Vertica analytics

Moderator: NorbertKrupa

Post Reply
malargopal
Newbie
Newbie
Posts: 23
Joined: Mon Feb 04, 2013 10:54 am

Vertica analytics

Post by malargopal » Thu Jul 18, 2013 8:29 am

Hi

Can any one pls tell me the crisp about

1. Gapfilling
2.Interpolation
3.Sessionization
4.Why vertica is called as in built analytics.


Thanks in advance
Malar

User avatar
BoMBaY
Beginner
Beginner
Posts: 26
Joined: Tue Jul 16, 2013 5:45 am

Re: Vertica analytics

Post by BoMBaY » Thu Jul 18, 2013 10:19 am

1 & 2 : Gap Filling and Interpolation (GFI)

To fills in missing data points and adds new (missing) data points within a range of known data points to the output.

Example
The following table, which contains two input rows five seconds apart, at 3:00:00 and 3:00:05.

Code: Select all

=> SELECT * FROM TickStore;

         ts          | symbol | bid

---------------------+--------+------

 2009-01-01 03:00:00 | XYZ    |   10

 2009-01-01 03:00:05 | XYZ    | 10.5

(2 rows)
Given those two inputs, how would you determine a bid price that fell between the two points, such as at 3:00:03 PM?

There are two Interpolation. (Constant Interpolation and Linear Interpolation)

Constant Interpolation

Image

Linear Interpolation

Image

The following is a side-by-side comparison of constant and linear interpolation schemes.

ImageImage

For more information, please follow the link https://my.vertica.com/docs/6.1.x/HTML/ ... #13585.htm

3 : Sessionization

Sessionization, a special case of event-based windows, is a feature often used to analyze click streams, such as identifying web browsing sessions from recorded web clicks.
In HP Vertica, given an input clickstream table, where each row records a Web page click made by a particular user (or IP address), the sessionization computation attempts to identify Web browsing sessions from the recorded clicks by grouping the clicks from each user based on the time-intervals between the clicks.
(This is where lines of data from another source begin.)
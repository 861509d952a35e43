use std::net::SocketAddr;
use std::sync::Arc;

use anyhow::Context as _;
use camino::Utf8PathBuf;
use mimic_gateway::config::{BypassRule, Conf, RunMode};
use mimic_gateway::log::EngineLog;
use mimic_gateway::mock::{CaptureSink, MockStore};
use mimic_gateway::{ModeContext, SessionController};
use mock_sink::{sink_channel, CapturedMock, MockSink};

/// Placeholder collaborator for the outbound mock stream (§6): the
/// on-disk mock format is explicitly out of scope for this core, so the
/// default binary just logs what it would have persisted. A real
/// deployment supplies its own `MockSink` impl.
struct LoggingSink;

#[async_trait::async_trait]
impl MockSink for LoggingSink {
    async fn store(&self, mock: CapturedMock) -> anyhow::Result<()> {
        tracing::info!(
            method = %mock.request.status_or_method,
            url = %mock.request.url_or_empty,
            status = %mock.response.status_or_method,
            "captured mock"
        );
        Ok(())
    }
}

/// Builds `Conf` from environment variables. The CLI/config-file layer
/// proper is out of scope for this core (§1); this is the minimal glue
/// a real deployment's launcher would replace.
fn conf_from_env() -> anyhow::Result<Conf> {
    let run_mode = match std::env::var("MIMIC_MODE").unwrap_or_else(|_| "record".to_owned()).as_str() {
        "record" => RunMode::Record,
        "test" => RunMode::Test,
        other => anyhow::bail!("unknown MIMIC_MODE {other:?}, expected \"record\" or \"test\""),
    };

    let listen_addr: SocketAddr = std::env::var("MIMIC_LISTEN_ADDR")
        .unwrap_or_else(|_| "127.0.0.1:9000".to_owned())
        .parse()
        .context("invalid MIMIC_LISTEN_ADDR")?;

    let log_file = Utf8PathBuf::from(std::env::var("MIMIC_LOG_FILE").unwrap_or_else(|_| "/tmp/mimic-gateway".to_owned()));
    let log_filter = std::env::var("MIMIC_LOG_FILTER").unwrap_or_else(|_| "info".to_owned());

    let bypass_rules: Vec<BypassRule> = Vec::new();

    Conf::from_parts(run_mode, listen_addr, &bypass_rules, log_file, log_filter)
}

#[tokio::main]
async fn main() -> anyhow::Result<()> {
    let conf = conf_from_env()?;

    let _logger_guard = mimic_log::init::<EngineLog>(&conf.log_file, &conf.log_filter, None).context("failed to initialize logging")?;

    let run_mode = conf.run_mode;
    let controller = SessionController::new(conf);

    let mode = match run_mode {
        RunMode::Record => {
            let (sender, receiver) = sink_channel();
            let capture = Arc::new(CaptureSink::new(sender, Vec::new()));
            tokio::spawn(mock_sink::forward_to_sink(receiver, Arc::new(LoggingSink)));
            ModeContext::Record { capture }
        }
        RunMode::Test => {
            let (store_task, store_handle) = MockStore::new();
            let (shutdown_handle, shutdown_signal) = mimic_task::ShutdownHandle::new();
            // This handle has nothing else to coordinate with: the mock
            // store lives and dies with the process, same as the
            // connection tasks the runtime drops on exit.
            std::mem::forget(shutdown_handle);
            tokio::spawn(async move {
                use mimic_task::Task as _;
                store_task.run(shutdown_signal).await;
            });
            ModeContext::Mock { store: store_handle }
        }
    };

    // The kernel hook that would write real Open/Data/Close streams is out
    // of scope for this core; a deployment with one wires it up by passing
    // `Some(KernelEventStreams { .. })` built from its Unix sockets or
    // named pipes here instead.
    controller.run(mode, None).await
}
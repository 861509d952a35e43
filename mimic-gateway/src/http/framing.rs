//! Manual HTTP/1.1 framing: header-terminator scan, content-length and
//! chunked body reads, all under an idle read deadline.
//!
//! The header scan is a direct, credited adaptation of `proxy-http`'s
//! `Frame::read`/`find_frame_length`: read into a growing buffer in a
//! loop, re-scanning only the newly read bytes via a cursor rather than
//! re-scanning the whole buffer on every iteration.

use std::time::Duration;

use tokio::io::{AsyncRead, AsyncReadExt};
use tokio::time::timeout;

use crate::error::EngineError;

const HEADER_TERMINATOR: &[u8] = b"\r\n\r\n";
const INITIAL_READ_CHUNK: usize = 4096;

/// Reads from `reader` until `\r\n\r\n` is found, returning the header
/// block (including the terminator) and any body bytes that were read
/// past it in the same socket read (the "leftover" bytes the caller must
/// prepend to its body read).
pub async fn read_until_header_terminator<R>(reader: &mut R) -> Result<(Vec<u8>, Vec<u8>), EngineError>
where
    R: AsyncRead + Unpin,
{
    let mut buf = Vec::new();
    let mut scanned_up_to = 0usize;

    loop {
        let mut chunk = [0u8; INITIAL_READ_CHUNK];
        let n = reader.read(&mut chunk).await.map_err(EngineError::from_io)?;
        if n == 0 {
            if buf.is_empty() {
                return Err(EngineError::Cancelled);
            }
            return Err(EngineError::ProtocolViolation("connection closed before headers completed"));
        }
        buf.extend_from_slice(&chunk[..n]);

        let search_start = scanned_up_to.saturating_sub(HEADER_TERMINATOR.len() - 1);
        if let Some(relative_pos) = buf[search_start..].windows(HEADER_TERMINATOR.len()).position(|w| w == HEADER_TERMINATOR) {
            let terminator_end = search_start + relative_pos + HEADER_TERMINATOR.len();
            let head = buf[..terminator_end].to_vec();
            let leftover = buf[terminator_end..].to_vec();
            return Ok((head, leftover));
        }

        scanned_up_to = buf.len();
    }
}

/// Reads exactly `len` bytes, prepending `leftover` (bytes already read
/// past the header terminator in the same socket read).
pub async fn read_content_length_body<R>(reader: &mut R, leftover: Vec<u8>, len: usize) -> Result<Vec<u8>, EngineError>
where
    R: AsyncRead + Unpin,
{
    let mut body = leftover;
    if body.len() >= len {
        body.truncate(len);
        return Ok(body);
    }

    body.reserve(len - body.len());
    let mut remaining = vec![0u8; len - body.len()];
    reader.read_exact(&mut remaining).await.map_err(EngineError::from_io)?;
    body.extend_from_slice(&remaining);
    Ok(body)
}

/// Reads a chunked body until the terminal zero-sized chunk, under an
/// idle read deadline per continuation read. A timeout ends the body
/// normally rather than surfacing as an error: idle-timeout-driven
/// termination is deliberate here, not a fallback for a parsing gap.
pub async fn read_chunked_body<R>(reader: &mut R, leftover: Vec<u8>, idle_deadline: Duration) -> Result<Vec<u8>, EngineError>
where
    R: AsyncRead + Unpin,
{
    let mut pending = leftover;
    let mut body = Vec::new();

    loop {
        match read_one_chunk(reader, &mut pending, idle_deadline).await? {
            Some(chunk) if chunk.is_empty() => break,
            Some(mut chunk) => body.append(&mut chunk),
            None => break,
        }
    }

    Ok(body)
}

async fn fill_until<R>(reader: &mut R, pending: &mut Vec<u8>, needle: &[u8], idle_deadline: Duration) -> Result<Option<usize>, EngineError>
where
    R: AsyncRead + Unpin,
{
    loop {
        if let Some(pos) = pending.windows(needle.len().max(1)).position(|w| w == needle) {
            return Ok(Some(pos));
        }

        let mut chunk = [0u8; INITIAL_READ_CHUNK];
        let read_result = timeout(idle_deadline, reader.read(&mut chunk)).await;

        match read_result {
            Ok(Ok(0)) => return Ok(None),
            Ok(Ok(n)) => pending.extend_from_slice(&chunk[..n]),
            Ok(Err(error)) => return Err(EngineError::from_io(error)),
            Err(_timed_out) => return Ok(None),
        }
    }
}

/// Reads and decodes one `size\r\ndata\r\n` chunk. Returns `Some(data)`
/// (empty for the terminal chunk) or `None` when the peer went idle or
/// closed before a full chunk arrived.
async fn read_one_chunk<R>(reader: &mut R, pending: &mut Vec<u8>, idle_deadline: Duration) -> Result<Option<Vec<u8>>, EngineError>
where
    R: AsyncRead + Unpin,
{
    let Some(line_end) = fill_until(reader, pending, b"\r\n", idle_deadline).await? else {
        return Ok(None);
    };

    let size_line: Vec<u8> = pending.drain(..line_end + 2).collect();
    let size_str = std::str::from_utf8(&size_line[..size_line.len() - 2]).map_err(|_| EngineError::ProtocolViolation("chunk size is not valid UTF-8"))?;
    let size_str = size_str.split(';').next().unwrap_or(size_str).trim();
    let size = usize::from_str_radix(size_str, 16).map_err(|_| EngineError::ProtocolViolation("bad chunk size"))?;

    if size == 0 {
        // Drain the trailing CRLF after the terminal chunk, tolerating a
        // peer that stops short of sending it.
        let _ = fill_until(reader, pending, b"\r\n", idle_deadline).await?;
        if pending.len() >= 2 {
            pending.drain(..2);
        }
        return Ok(Some(Vec::new()));
    }

    while pending.len() < size + 2 {
        let mut chunk = [0u8; INITIAL_READ_CHUNK];
        match timeout(idle_deadline, reader.read(&mut chunk)).await {
            Ok(Ok(0)) => return Ok(Some(pending.drain(..).collect())),
            Ok(Ok(n)) => pending.extend_from_slice(&chunk[..n]),
            Ok(Err(error)) => return Err(EngineError::from_io(error)),
            Err(_timed_out) => return Ok(Some(pending.drain(..).collect())),
        }
    }

    let data: Vec<u8> = pending.drain(..size).collect();
    if pending.len() >= 2 {
        pending.drain(..2); // trailing CRLF after chunk data
    }
    Ok(Some(data))
}
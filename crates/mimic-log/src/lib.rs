#[macro_use]
extern crate tracing;

use std::io;
use std::time::SystemTime;

use anyhow::Context as _;
use async_trait::async_trait;
use camino::{Utf8Path, Utf8PathBuf};
use mimic_task::{ShutdownSignal, Task};
use tokio::fs;
use tokio::time::{Duration, sleep};
use tracing_appender::non_blocking::WorkerGuard;
use tracing_appender::rolling;
use tracing_subscriber::prelude::*;
use tracing_subscriber::{EnvFilter, fmt};

pub trait StaticLogConfig {
    const MAX_BYTES_PER_LOG_FILE: u64;
    const MAX_LOG_FILES: usize;
    const LOG_FILE_PREFIX: &'static str;
}

pub struct LoggerGuard {
    _file_guard: WorkerGuard,
    _stdio_guard: WorkerGuard,
}

struct LogPathCfg<'a, C: StaticLogConfig> {
    folder: &'a Utf8Path,
    prefix: &'a str,
    _phantom: std::marker::PhantomData<C>,
}

impl<'a, C: StaticLogConfig> LogPathCfg<'a, C> {
    pub(crate) fn from_path(path: &'a Utf8Path) -> anyhow::Result<Self> {
        if path.is_dir() {
            Ok(Self {
                folder: path,
                prefix: C::LOG_FILE_PREFIX,
                _phantom: std::marker::PhantomData,
            })
        } else {
            Ok(Self {
                folder: path.parent().context("invalid log path (parent)")?,
                prefix: path.file_name().context("invalid log path (file_name)")?,
                _phantom: std::marker::PhantomData,
            })
        }
    }
}

pub fn init<C: StaticLogConfig>(
    path: &Utf8Path,
    log_filter: &str,
    debug_filtering_directives: Option<&str>,
) -> anyhow::Result<LoggerGuard> {
    let log_cfg = LogPathCfg::<C>::from_path(path)?;
    let file_appender = rolling::Builder::new()
        .rotation(rolling::Rotation::max_bytes(C::MAX_BYTES_PER_LOG_FILE))
        .filename_prefix(log_cfg.prefix)
        .filename_suffix("log")
        .max_log_files(C::MAX_LOG_FILES)
        .build(log_cfg.folder)
        .context("couldn’t create file appender")?;
    let (file_non_blocking, file_guard) = tracing_appender::non_blocking(file_appender);
    let file_layer = fmt::layer().with_writer(file_non_blocking).with_ansi(false);

    let (non_blocking_stdio, stdio_guard) = tracing_appender::non_blocking(io::stdout());
    let stdio_layer = fmt::layer().with_writer(non_blocking_stdio);

    let env_filter = EnvFilter::try_new(log_filter).context("invalid built-in filtering directives (this is a bug)")?;

    // Optionally add additional debugging filtering directives
    let env_filter = debug_filtering_directives
        .into_iter()
        .flat_map(|directives| directives.split(','))
        .fold(env_filter, |env_filter, directive| {
            env_filter.add_directive(directive.parse().expect("a valid log directive (debug option)"))
        });

    tracing_subscriber::registry()
        .with(file_layer)
        .with(stdio_layer)
        .with(env_filter)
        .init();

    Ok(LoggerGuard {
        _file_guard: file_guard,
        _stdio_guard: stdio_guard,
    })
}

/// Find latest log file (by age)
///
/// Given path is used to filter out by file name prefix.
#[instrument]
pub async fn find_latest_log_file<C: StaticLogConfig>(prefix: &Utf8Path) -> anyhow::Result<std::path::PathBuf> {
    let cfg = LogPathCfg::<C>::from_path(prefix)?;

    let mut read_dir = fs::read_dir(cfg.folder).await.context("couldn't read directory")?;

    let mut most_recent_time = SystemTime::UNIX_EPOCH;
    let mut most_recent = None;

    while let Ok(Some(entry)) = read_dir.next_entry().await {
        match entry.file_name().to_str() {
            Some(file_name) if file_name.starts_with(cfg.prefix) && file_name.contains("log") => {
                debug!(file_name, "Found a log file");
                match entry.metadata().await.and_then(|metadata| metadata.modified()) {
                    Ok(modified) if modified > most_recent_time => {
                        most_recent_time = modified;
                        most_recent = Some(entry.path());
                    }
                    Ok(_) => {}
                    Err(error) => {
                        warn!(%error, file_name, "Couldn't retrieve metadata for file");
                    }
                }
            }
            _ => continue,
        }
    }

    most_recent.context("no file found")
}

/// File deletion task (by age)
///
/// Given path is used to filter out by file name prefix.
pub struct LogDeleterTask<C: StaticLogConfig> {
    path: Utf8PathBuf,
    _phantom: std::marker::PhantomData<C>,
}

impl<C: StaticLogConfig> LogDeleterTask<C> {
    pub fn new(path: Utf8PathBuf) -> Self {
        Self {
            path,
            _phantom: std::marker::PhantomData,
        }
    }
}

#[async_trait]
impl<C: StaticLogConfig + Send> Task for LogDeleterTask<C> {
    type Output = anyhow::Result<()>;

    const NAME: &'static str = "log deleter";

    async fn run(self, shutdown_signal: ShutdownSignal) -> Self::Output {
        log_deleter_task::<C>(&self.path, shutdown_signal).await
    }
}

#[instrument(skip(shutdown_signal))]
async fn log_deleter_task<C: StaticLogConfig>(
    path: &Utf8Path,
    mut shutdown_signal: ShutdownSignal,
) -> anyhow::Result<()> {
    const TASK_INTERVAL: Duration = Duration::from_secs(60 * 60 * 24); // once per day
    const MAX_AGE: Duration = Duration::from_secs(60 * 60 * 24 * 90); // 90 days

    debug!("Task started");

    let cfg = LogPathCfg::<C>::from_path(path)?;

    loop {
        match fs::read_dir(cfg.folder).await {
            Ok(mut read_dir) => {
                while let Ok(Some(entry)) = read_dir.next_entry().await {
                    match entry.file_name().to_str() {
                        Some(file_name) if file_name.starts_with(cfg.prefix) && file_name.contains("log") => {
                            debug!(file_name, "Found a log file");
                            match entry
                                .metadata()
                                .await
                                .and_then(|metadata| metadata.modified())
                                .and_then(|time| time.elapsed().map_err(io::Error::other))
                            {
                                Ok(modified) if modified > MAX_AGE => {
                                    info!(file_name, "Delete log file");
                                    if let Err(error) = fs::remove_file(entry.path()).await {
                                        warn!(%error, file_name, "Couldn't delete log file");
                                    }
                                }
                                Ok(_) => {
                                    trace!(file_name, "Keep this log file");
                                }
                                Err(error) => {
                                    warn!(%error, file_name, "Couldn't retrieve metadata for file");
                                }
                            }
                        }
                        _ => continue,
                    }
                }
            }
            Err(error) => {
                warn!(%error, "Couldn't read log folder");
            }
        }

        tokio::select! {
            _ = sleep(TASK_INTERVAL) => {}
            _ = shutdown_signal.wait() => {
                break;
            }
        }
    }

    debug!("Task terminated");

    Ok(())
}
If two clicks from the same user are made too far apart in time, as defined by a time-out threshold, the clicks are treated as though they are from two different browsing sessions.

Example

The input table WebClicks contains the following rows:

Code: Select all

=> SELECT * FROM WebClicks;

 userId |      timestamp

--------+---------------------

      1 | 2009-12-08 15:00:00

      1 | 2009-12-08 15:00:25

      1 | 2009-12-08 15:00:45

      1 | 2009-12-08 15:01:45

      2 | 2009-12-08 15:02:45

      2 | 2009-12-08 15:02:55

      2 | 2009-12-08 15:03:55

(7 rows)
In the following query, sessionization performs computation on the SELECT list columns, showing the difference between the current and previous timestamp value using LAG(). It evaluates to true and increments the window ID when the difference is greater than 30 seconds.

Code: Select all

=> SELECT userId, timestamp, 

   CONDITIONAL_TRUE_EVENT(timestamp - LAG(timestamp) > '30 seconds') 

     OVER(PARTITION BY userId ORDER BY timestamp) AS session FROM WebClicks;

 userId |      timestamp      | session

--------+---------------------+---------

      1 | 2009-12-08 15:00:00 |       0

      1 | 2009-12-08 15:00:25 |       0

      1 | 2009-12-08 15:00:45 |       0

      1 | 2009-12-08 15:01:45 |       1

      2 | 2009-12-08 15:02:45 |       0

      2 | 2009-12-08 15:02:55 |       0

      2 | 2009-12-08 15:03:55 |       1

(7 rows)
In the output, the session column contains the window ID from the CONDITIONAL_TRUE_EVENT function. The window ID evaluates to true on row 4 (timestamp 15:01:45), and the ID that follows row 4 is zero because it is the start of a new partition (for user ID 2), and that row does not evaluate to true until the last line in the output.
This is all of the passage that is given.